#### DATA EXTRACTS ####
//! # Mealie MCP Library
//!
//! This library exposes a Mealie recipe manager through the Model Context
//! Protocol (MCP). It consists of three parts:
//!
//! ## Client Module
//!
//! The [`client`] module provides an HTTP client for the Mealie API. It logs in
//! with a password grant and, when Mealie rejects an expired token, fetches a
//! new one and re-sends the request once.
//!
//! ## Server Module
//!
//! The [`server`] module implements an MCP server with tools for recipes, meal
//! plans and shopping lists, plus `mealie://` resources.
//!
//! ## Resources Module
//!
//! The [`resources`] module maps `mealie://` URIs to Mealie endpoints.
//!
//! ## Quick Start
//!
//! ```no_run
//! use std::sync::Arc;
//! use mcp_mealie::{ClientConfig, MealieClient, MealieMcpServer};
//!
//! # async fn example() -> anyhow::Result<()> {
//! let client = Arc::new(MealieClient::connect(ClientConfig::from_env()?).await?);
//! let server = MealieMcpServer::new(client.clone());
//! // ... serve `server` over stdio or SSE ...
//! client.close().await;
//! # Ok(())
//! # }
//! ```

pub mod client;
pub mod resources;
pub mod server;

pub use client::{ClientConfig, MealieClient, MealieError};
pub use server::MealieMcpServer;
use anyhow::{Context, Result};
use serde::{Deserialize, Serialize};
use std::path::{Path, PathBuf};
use std::time::Duration;

use crate::error::MonitorError;

/// Which per-cycle algorithm the manager runs
#[derive(Debug, Clone, Copy, PartialEq, Eq, Default, Serialize, Deserialize)]
#[serde(rename_all = "snake_case")]
pub enum StrategyKind {
    /// Agents in discovery order, supervisors after
    #[default]
    Polling,
    /// Supervisors first, then agents that were erroring or fresh last cycle
    SupervisorFirst,
}

/// Content sampling settings
#[derive(Debug, Clone, Serialize, Deserialize)]
#[serde(default)]
pub struct SamplingConfig {
    /// Captures taken per analysis
    pub sample_count: usize,
    /// Pause after each capture so tmux isn't hammered
    pub capture_delay_ms: u64,
    /// Pause between samples
    pub sample_interval_ms: u64,
    /// Bytes that must differ before a change counts as activity
    pub significant_change_bytes: usize,
    /// Upper bound on any single tmux call
    pub capture_timeout_ms: u64,
    /// How long a discovery result is reused
    pub discovery_cache_ttl_secs: u64,
}

impl Default for SamplingConfig {
    fn default() -> Self {
        Self {
            sample_count: 3,
            capture_delay_ms: 100,
            sample_interval_ms: 800,
            significant_change_bytes: 10,
            capture_timeout_ms: 2_000,
            discovery_cache_ttl_secs: 5,
        }
    }
}

/// Notification throttling and delivery settings
#[derive(Debug, Clone, Serialize, Deserialize)]
#[serde(default)]
pub struct NotificationConfig {
    /// Minimum gap between two alerts of the same type for the same agent
    pub cooldown_secs: u64,
    /// Send the report text and press Enter afterwards
    pub submit_with_enter: bool,
}

impl Default for NotificationConfig {
    fn default() -> Self {
        Self {
            cooldown_secs: 300,
            submit_with_enter: true,
        }
    }
}

/// State tracking thresholds
#[derive(Debug, Clone, Serialize, Deserialize)]
#[serde(default)]
pub struct TrackingConfig {
    /// How long an agent may be absent before it's reported and forgotten
    pub missing_grace_secs: u64,
    /// Team idle for this long escalates past the PM
    pub team_idle_escalation_secs: u64,
    /// Automatic retries before an erroring agent needs a human
    pub max_submission_attempts: u32,
    /// Gap between automatic retries
    pub retry_interval_secs: u64,
    /// Silence after an error banner that counts as a crash
    pub crash_silence_secs: u64,
}

impl Default for TrackingConfig {
    fn default() -> Self {
        Self {
            missing_grace_secs: 30,
            team_idle_escalation_secs: 600,
            max_submission_attempts: 3,
            retry_interval_secs: 60,
            crash_silence_secs: 120,
        }
    }
}

/// Status snapshot output
#[derive(Debug, Clone, Serialize, Deserialize)]
#[serde(default)]
pub struct SnapshotConfig {
    pub enabled: bool,
    /// Defaults to the platform data directory
    pub path: Option<PathBuf>,
    /// Readers treat older snapshots as stale
    pub max_age_secs: u64,
}

impl Default for SnapshotConfig {
    fn default() -> Self {
        Self {
            enabled: true,
            path: None,
            max_age_secs: 30,
        }
    }
}

/// Top-level monitor configuration, read from TOML
#[derive(Debug, Clone, Serialize, Deserialize)]
#[serde(default)]
pub struct MonitorConfig {
    pub strategy: StrategyKind,
    /// Seconds between the start of two cycles
    pub cycle_interval_secs: u64,
    /// Cycles slower than this are logged as over budget
    pub cycle_budget_ms: u64,
    /// Lines of scrollback captured per pane
    pub capture_lines: usize,
    /// Where recovery and escalation alerts go instead of the session PM
    pub escalation_target: Option<String>,
    pub sampling: SamplingConfig,
    pub notifications: NotificationConfig,
    pub tracking: TrackingConfig,
    pub snapshot: SnapshotConfig,
}

impl Default for MonitorConfig {
    fn default() -> Self {
        Self {
            strategy: StrategyKind::default(),
            cycle_interval_secs: 30,
            cycle_budget_ms: 10_000,
            capture_lines: 50,
            escalation_target: None,
            sampling: SamplingConfig::default(),
            notifications: NotificationConfig::default(),
            tracking: TrackingConfig::default(),
            snapshot: SnapshotConfig::default(),
        }
    }
}

impl MonitorConfig {
    /// Default config file location
    pub fn default_path() -> Option<PathBuf> {
        dirs::config_dir().map(|dir| dir.join("agent-sentinel").join("config.toml"))
    }

    /// Load from `path`, or from the default location when it exists.
    /// Falls back to built-in defaults when no file is found.
    pub fn load(path: Option<&Path>) -> Result<Self> {
        let path = match path {
            Some(path) => path.to_path_buf(),
            None => match Self::default_path() {
                Some(path) if path.exists() => path,
                _ => return Ok(Self::default()),
            },
        };

        let raw = std::fs::read_to_string(&path)
            .with_context(|| format!("Failed to read config {}", path.display()))?;
        let config = Self::from_toml(&raw)
            .with_context(|| format!("Failed to parse config {}", path.display()))?;
        Ok(config)
    }

    pub fn from_toml(raw: &str) -> Result<Self> {
        let config: MonitorConfig = toml::from_str(raw)?;
        config.validate()?;
        Ok(config)
    }

    pub fn validate(&self) -> Result<(), MonitorError> {
        if self.sampling.sample_count == 0 {
            return Err(MonitorError::Config(
                "sampling.sample_count must be at least 1".to_string(),
            ));
        }
        if self.sampling.capture_timeout_ms == 0 {
            return Err(MonitorError::Config(
                "sampling.capture_timeout_ms must be at least 1".to_string(),
            ));
        }
        if self.capture_lines == 0 {
            return Err(MonitorError::Config(
                "capture_lines must be at least 1".to_string(),
            ));
        }
        if self.cycle_interval_secs == 0 {
            return Err(MonitorError::Config(
                "cycle_interval_secs must be at least 1".to_string(),
            ));
        }
        Ok(())
    }

    /// Where the status snapshot is written
    pub fn snapshot_path(&self) -> Option<PathBuf> {
        self.snapshot.path.clone().or_else(|| {
            dirs::data_local_dir().map(|dir| dir.join("agent-sentinel").join("status.json"))
        })
    }

    pub fn cycle_interval(&self) -> Duration {
        Duration::from_secs(self.cycle_interval_secs)
    }

    pub fn call_timeout(&self) -> Duration {
        Duration::from_millis(self.sampling.capture_timeout_ms)
    }

    pub fn cycle_budget(&self) -> Duration {
        Duration::from_millis(self.cycle_budget_ms)
    }

    pub fn cooldown(&self) -> Duration {
        Duration::from_secs(self.notifications.cooldown_secs)
    }

    pub fn missing_grace(&self) -> Duration {
        Duration::from_secs(self.tracking.missing_grace_secs)
    }

    pub fn team_idle_escalation(&self) -> Duration {
        Duration::from_secs(self.tracking.team_idle_escalation_secs)
    }

    pub fn retry_interval(&self) -> Duration {
        Duration::from_secs(self.tracking.retry_interval_secs)
    }

    pub fn crash_silence(&self) -> Duration {
        Duration::from_secs(self.tracking.crash_silence_secs)
    }

    /// Config with every sampling pause set to zero, for tests
    #[cfg(test)]
    pub fn for_tests() -> Self {
        let mut config = Self::default();
        config.sampling.capture_delay_ms = 0;
        config.sampling.sample_interval_ms = 0;
        config.sampling.discovery_cache_ttl_secs = 0;
        config.snapshot.enabled = false;
        config
    }
}
impl AgentMonitor {
    pub fn new(
        terminal: Arc<dyn TerminalInterface>,
        crash_detector: Arc<CrashDetector>,
        sampling: SamplingConfig,
        capture_lines: usize,
    ) -> Self {
        Self {
            terminal,
            crash_detector,
            sampling,
            capture_lines,
            cache: None,
        }
    }

    /// Run a first discovery. Unlike later passes, failure here is an error.
    pub async fn initialize(&mut self) -> Result<usize> {
        self.cache = None;
        self.terminal
            .list_sessions()
            .await
            .context("Failed to list tmux sessions")?;

        let discovery = self.discover_detailed().await;
        if let Some(first) = discovery.errors.first() {
            warn!(errors = discovery.errors.len(), first = %first, "Initial discovery incomplete");
        }
        info!(agents = discovery.agents.len(), "Agent monitor initialized");
        Ok(discovery.agents.len())
    }

    /// Discover agents, logging and swallowing failures.
    pub async fn discover(&mut self) -> Vec<AgentInfo> {
        self.discover_detailed().await.agents
    }

    /// Discover agents and report which sessions could not be enumerated.
    pub async fn discover_detailed(&mut self) -> Discovery {
        let ttl = Duration::from_secs(self.sampling.discovery_cache_ttl_secs);
        if let Some((at, agents)) = &self.cache {
            if at.elapsed() < ttl {
                debug!(agents = agents.len(), "Using cached discovery");
                return Discovery {
                    agents: agents.clone(),
                    sessions_listed: true,
                    ..Default::default()
                };
            }
        }

        let mut discovery = Discovery::default();

        let sessions = match self.terminal.list_sessions().await {
            Ok(sessions) => sessions,
            Err(e) => {
                warn!(error = %e, "Failed to list sessions");
                discovery.errors.push(format!("listing sessions: {:#}", e));
                return discovery;
            }
        };
        discovery.sessions_listed = true;

        for session in sessions {
            let windows = match self.terminal.list_windows(&session.name).await {
                Ok(windows) => windows,
                Err(e) => {
                    warn!(session = %session.name, error = %e, "Failed to list windows");
                    discovery
                        .errors
                        .push(format!("listing windows of {}: {:#}", session.name, e));
                    discovery.failed_sessions.insert(session.name);
                    continue;
                }
            };

            for window in windows {
                let Some(role) = classify_window(&window.name) else {
                    continue;
                };
                discovery.agents.push(AgentInfo {
                    target: make_target(&session.name, window.index),
                    session: session.name.clone(),
                    window: window.index,
                    name: window.name,
                    role,
                    status: AgentStatus::Unknown,
                });
            }
        }

        debug!(agents = discovery.agents.len(), "Discovery complete");
        if discovery.errors.is_empty() {
            self.cache = Some((Instant::now(), discovery.agents.clone()));
        }
        discovery
    }

    pub fn invalidate_cache(&mut self) {
        self.cache = None;
    }

    /// Whether `target` names an agent window
    pub async fn is_agent_window(&self, target: &str) -> bool {
        let Some((session, index)) = split_target(target) else {
            return false;
        };
        match self.terminal.list_windows(session).await {
            Ok(windows) => windows
                .iter()
                .find(|w| w.index == index)
                .map(|w| classify_window(&w.name).is_some())
                .unwrap_or(false),
            Err(e) => {
                debug!(agent = %target, error = %e, "Window lookup failed");
                false
            }
        }
    }

    /// Sample the agent's pane and classify its activity. Never fails; a
    /// capture problem yields an `AnalysisFailed` verdict with zero confidence.
    ///
    /// `idle_for` is how long the tracker has seen the agent idle, if at all.
    /// It lets a stale error banner count as a crash.
    pub async fn analyze_content(
        &self,
        agent: &AgentInfo,
        idle_for: Option<Duration>,
    ) -> IdleAnalysis {
        match self.sample(&agent.target).await {
            Ok(samples) => self.classify(agent, samples, idle_for),
            Err(e) => {
                warn!(agent = %agent.target, error = %e, "Content analysis failed");
                IdleAnalysis::failed(format!("analysis failed: {:#}", e))
            }
        }
    }

    async fn sample(&self, target: &str) -> Result<Vec<String>> {
        let count = self.sampling.sample_count.max(1);
        let mut samples = Vec::with_capacity(count);

        for i in 0..count {
            if i > 0 {
                pause(Duration::from_millis(self.sampling.sample_interval_ms)).await;
            }
            samples.push(self.terminal.capture_pane(target, self.capture_lines).await?);
            pause(Duration::from_millis(self.sampling.capture_delay_ms)).await;
        }

        Ok(samples)
    }

    fn classify(
        &self,
        agent: &AgentInfo,
        samples: Vec<String>,
        idle_for: Option<Duration>,
    ) -> IdleAnalysis {
        let active = samples.windows(2).any(|pair| {
            changed_bytes(&pair[0], &pair[1]) > self.sampling.significant_change_bytes
        });
        let content = samples.into_iter().last().unwrap_or_default();

        let mut analysis = IdleAnalysis {
            is_idle: true,
            idle_type: IdleType::NewlyIdle,
            confidence: CONFIDENCE_INFERRED,
            content_hash: fingerprint(&content),
            content: String::new(),
            error_detected: false,
            error_kind: None,
            error_detail: None,
        };

        if active {
            analysis.is_idle = false;
            analysis.idle_type = IdleType::Unknown;
            analysis.confidence = CONFIDENCE_OBSERVED;
        } else {
            // Priority order: Crash > Compacting > API error > Fresh > Idle
            let crash = self.crash_detector.detect_crash(agent, &content, idle_for);
            if crash.crashed {
                analysis.idle_type = IdleType::Erroring;
                analysis.confidence = CONFIDENCE_OBSERVED;
                analysis.error_detected = true;
                analysis.error_kind = Some(ErrorKind::Crash);
                analysis.error_detail = crash.reason;
            } else if ContentSignals::is_compacting(&content) {
                analysis.is_idle = false;
                analysis.idle_type = IdleType::Compacting;
                analysis.confidence = CONFIDENCE_OBSERVED;
            } else if let Some(kind) = ContentSignals::api_error(&content) {
                analysis.idle_type = IdleType::Erroring;
                analysis.confidence = CONFIDENCE_OBSERVED;
                analysis.error_detected = true;
                analysis.error_kind = Some(kind);
                analysis.error_detail = Some(format!("API error: {}", kind));
            } else if ContentSignals::is_fresh(&content) {
                analysis.idle_type = IdleType::Fresh;
                analysis.confidence = CONFIDENCE_OBSERVED;
            }
        }

        analysis.content = content;
        analysis
    }

    /// Ask an agent to exit, then remove its window.
    pub async fn terminate_agent(&mut self, target: &str) -> Result<()> {
        let (session, _) =
            split_target(target).ok_or_else(|| anyhow!("invalid target: {}", target))?;
        let delay = Duration::from_millis(self.sampling.capture_delay_ms);

        if !self.terminal.has_session(session).await {
            anyhow::bail!("session {} does not exist", session);
        }

        self.terminal.send_keys(target, "C-c").await?;
        pause(delay).await;
        self.terminal.send_text(target, "/exit").await?;
        self.terminal.send_keys(target, "Enter").await?;
        pause(delay).await;
        self.terminal
            .kill_window(target)
            .await
            .with_context(|| format!("Failed to kill window {}", target))?;

        self.invalidate_cache();
        info!(agent = %target, "Agent terminated");
        Ok(())
    }
}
####
__TASK DIRECTIONS__: Copy out only the lines above from the one with "result is reused" to the one with "pub struct TrackingConfig", inclusive, exactly as they stand.

__EXERCISE ANSWER__:
    /// How long a discovery result is reused
    pub discovery_cache_ttl_secs: u64,
}

impl Default for SamplingConfig {
    fn default() -> Self {
        Self {
            sample_count: 3,
            capture_delay_ms: 100,
            sample_interval_ms: 800,
            significant_change_bytes: 10,
            capture_timeout_ms: 2_000,
            discovery_cache_ttl_secs: 5,
        }
    }
}

/// Notification throttling and delivery settings
#[derive(Debug, Clone, Serialize, Deserialize)]
#[serde(default)]
pub struct NotificationConfig {
    /// Minimum gap between two alerts of the same type for the same agent
    pub cooldown_secs: u64,
    /// Send the report text and press Enter afterwards
    pub submit_with_enter: bool,
}

impl Default for NotificationConfig {
    fn default() -> Self {
        Self {
            cooldown_secs: 300,
            submit_with_enter: true,
        }
    }
}

/// State tracking thresholds
#[derive(Debug, Clone, Serialize, Deserialize)]
#[serde(default)]
pub struct TrackingConfig {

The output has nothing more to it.